Activity:
Take every line from the listing below that includes "HashMap" and copy it.

Task material:
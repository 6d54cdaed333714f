use std::collections::{BTreeSet, HashMap};

use chrono::{DateTime, Utc};
use serde::{Deserialize, Serialize};

use crate::balance::Balance;
use crate::error::{QschedError, Result};
use crate::ids::{AccountId, RequestId, WorkerId};
use crate::priority::Priority;
use crate::time::{zero_time, Timestamp};

/// A queued or running task request.
#[derive(Debug, Clone, PartialEq, Serialize, Deserialize)]
pub struct TaskRequest {
    pub id: RequestId,
    /// Account this request charges to. May name an unknown account.
    #[serde(default)]
    pub account_id: AccountId,
    /// Time at which the request was enqueued.
    #[serde(default)]
    pub enqueue_time: Option<Timestamp>,
    #[serde(default)]
    pub base_labels: BTreeSet<String>,
    #[serde(default)]
    pub provisionable_labels: BTreeSet<String>,
}

impl TaskRequest {
    pub fn new(
        id: impl Into<RequestId>,
        account_id: impl Into<AccountId>,
        enqueue_time: DateTime<Utc>,
    ) -> Self {
        Self {
            id: id.into(),
            account_id: account_id.into(),
            enqueue_time: Some(enqueue_time.into()),
            base_labels: BTreeSet::new(),
            provisionable_labels: BTreeSet::new(),
        }
    }

    /// Resolve the stored enqueue time.
    ///
    /// Errors only for a malformed stored value; a missing value is the zero
    /// time.
    pub fn try_enqueued_at(&self) -> Result<DateTime<Utc>> {
        match &self.enqueue_time {
            Some(ts) => ts.to_datetime(),
            None => Ok(zero_time()),
        }
    }

    /// Enqueue time, with a missing or malformed value read as the zero time.
    pub fn enqueued_at(&self) -> DateTime<Utc> {
        self.try_enqueued_at().unwrap_or_else(|_| zero_time())
    }
}

/// Run-related information about a task currently running on a worker.
#[derive(Debug, Clone, PartialEq, Serialize, Deserialize)]
pub struct TaskRun {
    pub request: TaskRequest,
    /// Priority the task is currently running at.
    #[serde(default)]
    pub priority: Priority,
}

/// A worker that is either idle or running one task.
#[derive(Debug, Clone, PartialEq, Serialize, Deserialize)]
pub struct Worker {
    pub id: WorkerId,
    #[serde(default)]
    pub labels: BTreeSet<String>,
    #[serde(default)]
    pub running_task: Option<TaskRun>,
}

impl Worker {
    pub fn idle(id: impl Into<WorkerId>) -> Self {
        Self {
            id: id.into(),
            labels: BTreeSet::new(),
            running_task: None,
        }
    }

    pub fn running(id: impl Into<WorkerId>, request: TaskRequest, priority: Priority) -> Self {
        Self {
            id: id.into(),
            labels: BTreeSet::new(),
            running_task: Some(TaskRun { request, priority }),
        }
    }

    pub fn is_idle(&self) -> bool {
        self.running_task.is_none()
    }

    /// Account of the running task. `None` for idle workers and for tasks
    /// without an account.
    pub fn running_account(&self) -> Option<&AccountId> {
        self.running_task
            .as_ref()
            .map(|run| &run.request.account_id)
            .filter(|id| !id.is_empty())
    }
}

/// Snapshot of a pool's scheduler state: balances, queued requests and
/// workers.
#[derive(Debug, Clone, Default, PartialEq, Serialize, Deserialize)]
#[serde(try_from = "StateRepr", into = "StateRepr")]
pub struct State {
    balances: HashMap<AccountId, Balance>,
    requests: HashMap<RequestId, TaskRequest>,
    workers: HashMap<WorkerId, Worker>,
}

impl State {
    pub fn new() -> Self {
        Self::default()
    }

    /// Balance of an account. Accounts without a balance read as all-zero.
    pub fn balance(&self, id: &AccountId) -> Balance {
        self.balances.get(id).copied().unwrap_or_default()
    }

    pub fn set_balance(&mut self, id: impl Into<AccountId>, balance: Balance) {
        self.balances.insert(id.into(), balance);
    }

    /// Enqueue a request. Its id must be non-empty and not already queued or
    /// running.
    pub fn add_request(&mut self, request: TaskRequest) -> Result<()> {
        if request.id.is_empty() {
            return Err(QschedError::EmptyRequestId);
        }
        if self.is_known_request(&request.id) {
            return Err(QschedError::DuplicateRequest(request.id));
        }
        self.requests.insert(request.id.clone(), request);
        Ok(())
    }

    /// Add a worker, idle or running.
    pub fn add_worker(&mut self, worker: Worker) -> Result<()> {
        if worker.id.is_empty() {
            return Err(QschedError::EmptyWorkerId);
        }
        if self.workers.contains_key(&worker.id) {
            return Err(QschedError::DuplicateWorker(worker.id));
        }
        if let Some(run) = &worker.running_task {
            if run.request.id.is_empty() {
                return Err(QschedError::EmptyRequestId);
            }
            if self.is_known_request(&run.request.id) {
                return Err(QschedError::DuplicateRequest(run.request.id.clone()));
            }
        }
        self.workers.insert(worker.id.clone(), worker);
        Ok(())
    }

    pub fn balances(&self) -> &HashMap<AccountId, Balance> {
        &self.balances
    }

    /// Queued requests, keyed by request id.
    pub fn requests(&self) -> &HashMap<RequestId, TaskRequest> {
        &self.requests
    }

    pub fn workers(&self) -> &HashMap<WorkerId, Worker> {
        &self.workers
    }

    fn is_known_request(&self, id: &RequestId) -> bool {
        self.requests.contains_key(id)
            || self
                .workers
                .values()
                .filter_map(|w| w.running_task.as_ref())
                .any(|run| &run.request.id == id)
    }
}

/// Serialized layout of [`State`]: requests and workers as lists, so ids are
/// not repeated as map keys.
#[derive(Serialize, Deserialize)]
struct StateRepr {
    #[serde(default)]
    balances: HashMap<AccountId, Balance>,
    #[serde(default)]
    requests: Vec<TaskRequest>,
    #[serde(default)]
    workers: Vec<Worker>,
}

impl TryFrom<StateRepr> for State {
    type Error = QschedError;

    fn try_from(repr: StateRepr) -> Result<Self> {
        let mut state = State {
            balances: repr.balances,
            ..State::default()
        };
        for worker in repr.workers {
            state.add_worker(worker)?;
        }
        for request in repr.requests {
            state.add_request(request)?;
        }
        Ok(state)
    }
}

impl From<State> for StateRepr {
    fn from(state: State) -> Self {
        let mut requests: Vec<_> = state.requests.into_values().collect();
        requests.sort_by(|a, b| a.id.cmp(&b.id));
        let mut workers: Vec<_> = state.workers.into_values().collect();
        workers.sort_by(|a, b| a.id.cmp(&b.id));
        Self {
            balances: state.balances,
            requests,
            workers,
        }
    }
}
mod cli;
mod render;

use std::io::Write;

use anyhow::{Context, Result};
use clap::Parser;
use tracing::{debug, info};

use qscheduler_core::{Priority, Snapshot};
use qscheduler_priority::prioritize_requests;

use crate::cli::{CliArgs, OutputFormat};

fn main() -> Result<()> {
    dotenvy::dotenv().ok();

    tracing_subscriber::fmt()
        .with_env_filter(
            tracing_subscriber::EnvFilter::try_from_default_env()
                .unwrap_or_else(|_| tracing_subscriber::EnvFilter::new("warn")),
        )
        .with_target(false)
        .with_writer(std::io::stderr)
        .init();

    let args = CliArgs::parse();
    debug!(?args, "parsed arguments");

    let snapshot = Snapshot::from_file(&args.snapshot)
        .with_context(|| format!("failed to load snapshot {}", args.snapshot.display()))?;

    let ordered = prioritize_requests(&snapshot.state, &snapshot.config);
    info!(
        requests = ordered.len(),
        bands = ordered.band_counts().len(),
        "prioritized snapshot"
    );

    let only = args.priority.map(Priority::new);
    let stdout = std::io::stdout();
    let mut out = stdout.lock();
    match args.format {
        OutputFormat::Text => render::write_text(&mut out, &render::select_bands(&ordered, only)),
        OutputFormat::Json => render::write_json(&mut out, &ordered, only),
    }
    .context("failed to write output")?;
    out.flush().context("failed to write output")?;

    Ok(())
}
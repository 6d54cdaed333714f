use std::path::PathBuf;

use clap::{Parser, ValueEnum};

/// Prioritize the queued requests of a quota scheduler pool.
///
/// Reads a pool snapshot (account configs, balances, queued requests and
/// workers) and prints the requests in dispatch order, grouped by priority.
#[derive(Parser, Debug)]
#[command(
    name = "qscheduler-prioritize",
    about = "Prioritize the queued requests of a quota scheduler pool"
)]
pub struct CliArgs {
    /// Pool snapshot to load (.json for JSON, anything else for TOML)
    #[arg(long, env = "QSCHEDULER_SNAPSHOT")]
    pub snapshot: PathBuf,

    /// Output format
    #[arg(long, env = "QSCHEDULER_FORMAT", value_enum, default_value_t = OutputFormat::Text)]
    pub format: OutputFormat,

    /// Only print the requests at this priority (free bucket is 3)
    #[arg(long, allow_negative_numbers = true)]
    pub priority: Option<i32>,
}

#[derive(Debug, Clone, Copy, PartialEq, Eq, ValueEnum)]
pub enum OutputFormat {
    Text,
    Json,
}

Output:
use std::collections::{BTreeSet, HashMap};
    balances: HashMap<AccountId, Balance>,
    requests: HashMap<RequestId, TaskRequest>,
    workers: HashMap<WorkerId, Worker>,
    pub fn balances(&self) -> &HashMap<AccountId, Balance> {
    pub fn requests(&self) -> &HashMap<RequestId, TaskRequest> {
    pub fn workers(&self) -> &HashMap<WorkerId, Worker> {
    balances: HashMap<AccountId, Balance>,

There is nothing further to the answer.